Im Selbigen übrigens ist eine sogenannte "Leitkultur" sogar explizit untersagt, die kulturelle Vielfalt dagegen vorgeschrieben. Was sagt uns das über die Haltung vieler Nationalisten? Im Grunde wiederum meine bliebte Konstante: Dummheit. Denn die brennensten Nationalisten haben damit den Gegenstand ihrer eigenen Forderungen selbst auch nicht annähernd verstanden.

 

Sie haben nicht verstanden, was Kultur eigentlich ist und welchen Stellenwert die Kultur in Deutschland hat. Ebenso ist Kultur kein starres Konstrukt, welches völlig unabänderlich ist. Wäre ja auch ziemlich doof. Dann hätten z.B. Computerspiele und Ähnliches nie in den Status eines Kulturgutes aufsteigen können.

 

Gleichzeitig muss ich aber auch sagen: Na klar kann ich die Sorge verstehen, dass wir plötzlich sozusagen eine andere Wertevorstellung diktiert bekommen. Doch wer ist bestrebt in diesem Vorhaben? Einzig und allein religiöser Fanatismus oder aber Extremisten.

 

Ich verrate euch ein Geheimnis, meine lieben Nationalisten: Der Großteil der Menschen ist glücklich, wenn sie in Frieden und glücklich sowie frei ihr Leben können. Sie haben keine Lust auf erfundene Kulturkonflikte, auf die Errichtung von Mauern und gegenseitiger Ablehnung.

 

Für mich bedeutsame Werte sind die Freiheit, der Frieden, die Toleranz. Diese Werte werden natürlich ausgeschlossen von einem Islam, aber auch von einem Christentum. Der Unterschied beim Christentum ist lediglich, dass sie sich nicht mehr so ganz genau an ihre Vorgabe aus der Bibel halten, jedenfalls die meisten Menschen.

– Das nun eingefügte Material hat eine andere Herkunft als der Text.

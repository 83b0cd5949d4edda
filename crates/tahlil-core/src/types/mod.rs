//! Domain types for financial statement analysis.
//!
//! This module provides the data model shared by every part of the engine:
//!
//! - [`Statement`]: one reporting period's normalized financial data
//! - [`StatementSeries`]: a company's chronological statement history
//! - [`CompanyContext`]: sector, scope and benchmark reference data
//! - [`UnitDescriptor`]: static metadata describing one analysis unit
//! - [`Outcome`]: the `Value` / `NotComputable` computation contract
//! - [`AnalysisResult`]: the fully narrated, rated output of one unit

mod context;
mod currency;
mod descriptor;
mod field;
mod outcome;
mod result;
mod statement;

pub use context::{
    CompanyContext, ComparisonScope, IndustryBenchmark, LegalForm, PeerRecord, Sector,
};
pub use currency::Currency;
pub use descriptor::{Bilingual, Category, Direction, Tier, UnitDescriptor, UnitOfMeasure};
pub use field::Field;
pub use outcome::{AnalysisValue, LineShare, Outcome, Reason};
pub use result::{AnalysisResult, BenchmarkComparison, BenchmarkSource, RatingBand, Status};
pub use statement::{
    BalanceSheet, CashFlowStatement, IncomeStatement, MarketSnapshot, Statement, StatementSeries,
};
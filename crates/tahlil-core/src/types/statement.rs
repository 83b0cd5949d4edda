//! Normalized financial statement records.
//!
//! A [`Statement`] is one reporting period's data as produced by the
//! document-extraction pipeline. Every line item is optional: extraction may
//! fail to locate a figure, and downstream computations must treat absence as
//! an enumerated outcome rather than a zero.

use super::{Currency, Field};
use crate::error::{ModelError, ModelResult};
use rust_decimal::Decimal;
use serde::{Deserialize, Serialize};

/// Income statement line items for one period.
#[derive(Debug, Clone, Default, PartialEq, Serialize, Deserialize)]
pub struct IncomeStatement {
    /// Total revenue / net sales.
    pub revenue: Option<Decimal>,
    /// Cost of revenue / cost of goods sold.
    pub cost_of_revenue: Option<Decimal>,
    /// Gross profit.
    pub gross_profit: Option<Decimal>,
    /// Total operating expenses.
    pub operating_expenses: Option<Decimal>,
    /// Selling, general and administrative expense.
    pub selling_general_administrative: Option<Decimal>,
    /// Research and development expense.
    pub research_development: Option<Decimal>,
    /// Depreciation and amortization.
    pub depreciation_amortization: Option<Decimal>,
    /// Operating income (EBIT proxy).
    pub operating_income: Option<Decimal>,
    /// Interest expense.
    pub interest_expense: Option<Decimal>,
    /// Other non-operating income/(expense).
    pub other_income_expense: Option<Decimal>,
    /// Income before tax.
    pub income_before_tax: Option<Decimal>,
    /// Income tax expense.
    pub income_tax: Option<Decimal>,
    /// Net income.
    pub net_income: Option<Decimal>,
    /// Basic earnings per share.
    pub earnings_per_share: Option<Decimal>,
    /// Weighted average shares outstanding.
    pub shares: Option<Decimal>,
}

/// Balance sheet line items for one period.
#[derive(Debug, Clone, Default, PartialEq, Serialize, Deserialize)]
pub struct BalanceSheet {
    /// Cash and cash equivalents.
    pub cash: Option<Decimal>,
    /// Short-term marketable securities.
    pub marketable_securities: Option<Decimal>,
    /// Accounts receivable, net.
    pub accounts_receivable: Option<Decimal>,
    /// Inventory.
    pub inventory: Option<Decimal>,
    /// Prepaid expenses.
    pub prepaid_expenses: Option<Decimal>,
    /// Total current assets.
    pub current_assets: Option<Decimal>,
    /// Property, plant and equipment, gross.
    pub property_plant_equipment: Option<Decimal>,
    /// Accumulated depreciation (stored positive).
    pub accumulated_depreciation: Option<Decimal>,
    /// Intangible assets other than goodwill.
    pub intangible_assets: Option<Decimal>,
    /// Goodwill.
    pub goodwill: Option<Decimal>,
    /// Long-term investments.
    pub long_term_investments: Option<Decimal>,
    /// Total non-current assets.
    pub non_current_assets: Option<Decimal>,
    /// Total assets.
    pub total_assets: Option<Decimal>,
    /// Accounts payable.
    pub accounts_payable: Option<Decimal>,
    /// Short-term borrowings.
    pub short_term_debt: Option<Decimal>,
    /// Current portion of long-term debt.
    pub current_portion_long_term_debt: Option<Decimal>,
    /// Accrued liabilities.
    pub accrued_liabilities: Option<Decimal>,
    /// Deferred revenue.
    pub deferred_revenue: Option<Decimal>,
    /// Total current liabilities.
    pub current_liabilities: Option<Decimal>,
    /// Long-term debt.
    pub long_term_debt: Option<Decimal>,
    /// Total non-current liabilities.
    pub non_current_liabilities: Option<Decimal>,
    /// Total liabilities.
    pub total_liabilities: Option<Decimal>,
    /// Total shareholders' equity.
    pub shareholders_equity: Option<Decimal>,
    /// Retained earnings.
    pub retained_earnings: Option<Decimal>,
    /// Minority (non-controlling) interest.
    pub minority_interest: Option<Decimal>,
}

/// Cash flow statement line items for one period.
#[derive(Debug, Clone, Default, PartialEq, Serialize, Deserialize)]
pub struct CashFlowStatement {
    /// Net cash from operating activities.
    pub operating_cash_flow: Option<Decimal>,
    /// Net cash from investing activities.
    pub investing_cash_flow: Option<Decimal>,
    /// Net cash from financing activities.
    pub financing_cash_flow: Option<Decimal>,
    /// Capital expenditures (stored positive).
    pub capital_expenditures: Option<Decimal>,
    /// Free cash flow, if reported; otherwise derived as OCF - capex.
    pub free_cash_flow: Option<Decimal>,
    /// Dividends paid (stored positive).
    pub dividends_paid: Option<Decimal>,
    /// Proceeds from debt issuance.
    pub debt_issuance: Option<Decimal>,
    /// Debt repayments (stored positive).
    pub debt_repayment: Option<Decimal>,
    /// Share repurchases (stored positive).
    pub stock_repurchased: Option<Decimal>,
}

/// Point-in-time market context accompanying a statement, when listed.
#[derive(Debug, Clone, Default, PartialEq, Serialize, Deserialize)]
pub struct MarketSnapshot {
    /// Market capitalization.
    pub market_cap: Option<Decimal>,
    /// Share price at period end.
    pub share_price: Option<Decimal>,
}

/// One reporting period's normalized financial data.
///
/// Immutable once produced by the extraction pipeline; `year` and `currency`
/// tag it uniquely within a company's series.
#[derive(Debug, Clone, Default, PartialEq, Serialize, Deserialize)]
pub struct Statement {
    /// Fiscal year.
    pub year: i32,
    /// Reporting currency.
    pub currency: Currency,
    /// Income statement section.
    pub income: IncomeStatement,
    /// Balance sheet section.
    pub balance: BalanceSheet,
    /// Cash flow statement section.
    pub cash_flow: CashFlowStatement,
    /// Market context, when the company is listed.
    pub market: MarketSnapshot,
}

impl Statement {
    /// Creates an empty statement for the given period.
    #[must_use]
    pub fn new(year: i32, currency: Currency) -> Self {
        Self {
            year,
            currency,
            ..Self::default()
        }
    }

    /// Replaces the income statement section.
    #[must_use]
    pub fn with_income_statement(mut self, income: IncomeStatement) -> Self {
        self.income = income;
        self
    }

    /// Replaces the balance sheet section.
    #[must_use]
    pub fn with_balance_sheet(mut self, balance: BalanceSheet) -> Self {
        self.balance = balance;
        self
    }

    /// Replaces the cash flow section.
    #[must_use]
    pub fn with_cash_flow(mut self, cash_flow: CashFlowStatement) -> Self {
        self.cash_flow = cash_flow;
        self
    }

    /// Replaces the market snapshot.
    #[must_use]
    pub fn with_market(mut self, market: MarketSnapshot) -> Self {
        self.market = market;
        self
    }

    /// Reads one line item by field identifier.
    ///
    /// This is the single data access path used by descriptor required-field
    /// checks and by every computation helper.
    #[must_use]
    pub fn field(&self, field: Field) -> Option<Decimal> {
        use Field::*;
        match field {
            Revenue => self.income.revenue,
            CostOfRevenue => self.income.cost_of_revenue,
            GrossProfit => self.income.gross_profit,
            OperatingExpenses => self.income.operating_expenses,
            SellingGeneralAdministrative => self.income.selling_general_administrative,
            ResearchDevelopment => self.income.research_development,
            DepreciationAmortization => self.income.depreciation_amortization,
            OperatingIncome => self.income.operating_income,
            InterestExpense => self.income.interest_expense,
            OtherIncomeExpense => self.income.other_income_expense,
            IncomeBeforeTax => self.income.income_before_tax,
            IncomeTax => self.income.income_tax,
            NetIncome => self.income.net_income,
            EarningsPerShare => self.income.earnings_per_share,
            Shares => self.income.shares,
            Cash => self.balance.cash,
            MarketableSecurities => self.balance.marketable_securities,
            AccountsReceivable => self.balance.accounts_receivable,
            Inventory => self.balance.inventory,
            PrepaidExpenses => self.balance.prepaid_expenses,
            CurrentAssets => self.balance.current_assets,
            PropertyPlantEquipment => self.balance.property_plant_equipment,
            AccumulatedDepreciation => self.balance.accumulated_depreciation,
            IntangibleAssets => self.balance.intangible_assets,
            Goodwill => self.balance.goodwill,
            LongTermInvestments => self.balance.long_term_investments,
            NonCurrentAssets => self.balance.non_current_assets,
            TotalAssets => self.balance.total_assets,
            AccountsPayable => self.balance.accounts_payable,
            ShortTermDebt => self.balance.short_term_debt,
            CurrentPortionLongTermDebt => self.balance.current_portion_long_term_debt,
            AccruedLiabilities => self.balance.accrued_liabilities,
            DeferredRevenue => self.balance.deferred_revenue,
            CurrentLiabilities => self.balance.current_liabilities,
            LongTermDebt => self.balance.long_term_debt,
            NonCurrentLiabilities => self.balance.non_current_liabilities,
            TotalLiabilities => self.balance.total_liabilities,
            ShareholdersEquity => self.balance.shareholders_equity,
            RetainedEarnings => self.balance.retained_earnings,
            MinorityInterest => self.balance.minority_interest,
            OperatingCashFlow => self.cash_flow.operating_cash_flow,
            InvestingCashFlow => self.cash_flow.investing_cash_flow,
            FinancingCashFlow => self.cash_flow.financing_cash_flow,
            CapitalExpenditures => self.cash_flow.capital_expenditures,
            FreeCashFlow => self.cash_flow.free_cash_flow,
            DividendsPaid => self.cash_flow.dividends_paid,
            DebtIssuance => self.cash_flow.debt_issuance,
            DebtRepayment => self.cash_flow.debt_repayment,
            StockRepurchased => self.cash_flow.stock_repurchased,
            MarketCap => self.market.market_cap,
            SharePrice => self.market.share_price,
        }
    }

    /// Returns the first missing field among `required`, if any.
    #[must_use]
    pub fn first_missing(&self, required: &[Field]) -> Option<Field> {
        required.iter().copied().find(|f| self.field(*f).is_none())
    }
}

/// Ordered sequence of statements for one company.
///
/// Insertion order is chronological; at most one statement per fiscal year.
#[derive(Debug, Clone, PartialEq, Serialize, Deserialize)]
pub struct StatementSeries {
    /// Company identifier (as assigned by the upload pipeline).
    pub company: String,
    statements: Vec<Statement>,
}

impl StatementSeries {
    /// Creates an empty series for a company.
    #[must_use]
    pub fn new(company: impl Into<String>) -> Self {
        Self {
            company: company.into(),
            statements: Vec::new(),
        }
    }

    /// Appends a statement, enforcing one statement per fiscal year and a
    /// consistent reporting currency.
    pub fn push(&mut self, statement: Statement) -> ModelResult<()> {
        if self.statements.iter().any(|s| s.year == statement.year) {
            return Err(ModelError::duplicate_period(&self.company, statement.year));
        }
        if let Some(first) = self.statements.first() {
            if first.currency != statement.currency {
                return Err(ModelError::CurrencyMismatch {
                    expected: first.currency.code().to_string(),
                    found: statement.currency.code().to_string(),
                    year: statement.year,
                });
            }
        }
        self.statements.push(statement);
        Ok(())
    }

    /// Builds a series from statements, failing on duplicate years.
    pub fn from_statements(
        company: impl Into<String>,
        statements: impl IntoIterator<Item = Statement>,
    ) -> ModelResult<Self> {
        let mut series = Self::new(company);
        for s in statements {
            series.push(s)?;
        }
        Ok(series)
    }

    /// All statements in chronological (insertion) order.
    #[must_use]
    pub fn statements(&self) -> &[Statement] {
        &self.statements
    }

    /// The most recent statement.
    #[must_use]
    pub fn latest(&self) -> Option<&Statement> {
        self.statements.last()
    }

    /// The statement immediately preceding the latest.
    #[must_use]
    pub fn prior(&self) -> Option<&Statement> {
        let n = self.statements.len();
        if n >= 2 {
            self.statements.get(n - 2)
        } else {
            None
        }
    }

    /// Number of periods available.
    #[must_use]
    pub fn len(&self) -> usize {
        self.statements.len()
    }

    /// True when the series holds no statements.
    #[must_use]
    pub fn is_empty(&self) -> bool {
        self.statements.is_empty()
    }
}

Das hat der Islam noch vor sich, viele sind bereits soweit, andere dagegen nicht.

 

Viele Nationalisten täten einfach mal gut daran zu ergründen, was denn nun eigentlich eine "deutsche Kultur" ausmacht. Und oftmals werden sie feststellen, dass diese ganz erheblich von ihren Vorstellungen abweicht.

 

Und eine Sache will ich noch loswerden: Die Bewahrung der Identität und der Kultur sowie der Werte und ein Bekenntnis z.B. zur europäischen Union oder zu einer Weltgemeinschaft schließen sich eben Mitnichten aus.

 

Wenn eine Kultur auf dem Gedanken basiert, sie könne sich nur durch Abschottung aufrechterhalten und sich nur über diese Abschottung legitimieren kann, dann verdient eine solche Kultur vielleicht den Untergang, um Platz für Neues zu schaffen.

 

Also benutzt euren Kopf: Tretet lieber für eine weltweite Säkularisierung, eine Aufklärung 2.0 ein. Zeigt mit dem Finger endlich auf die Verursacher der Probleme und nicht auf die Leidtragenden, die dann noch von den Selbigen als Schild missbraucht werden.

 

Nicht für Abschottung, sondern für Gemeinsamkeit sollte eingetreten werden, denn "ein besseres Volk" gibt es nicht.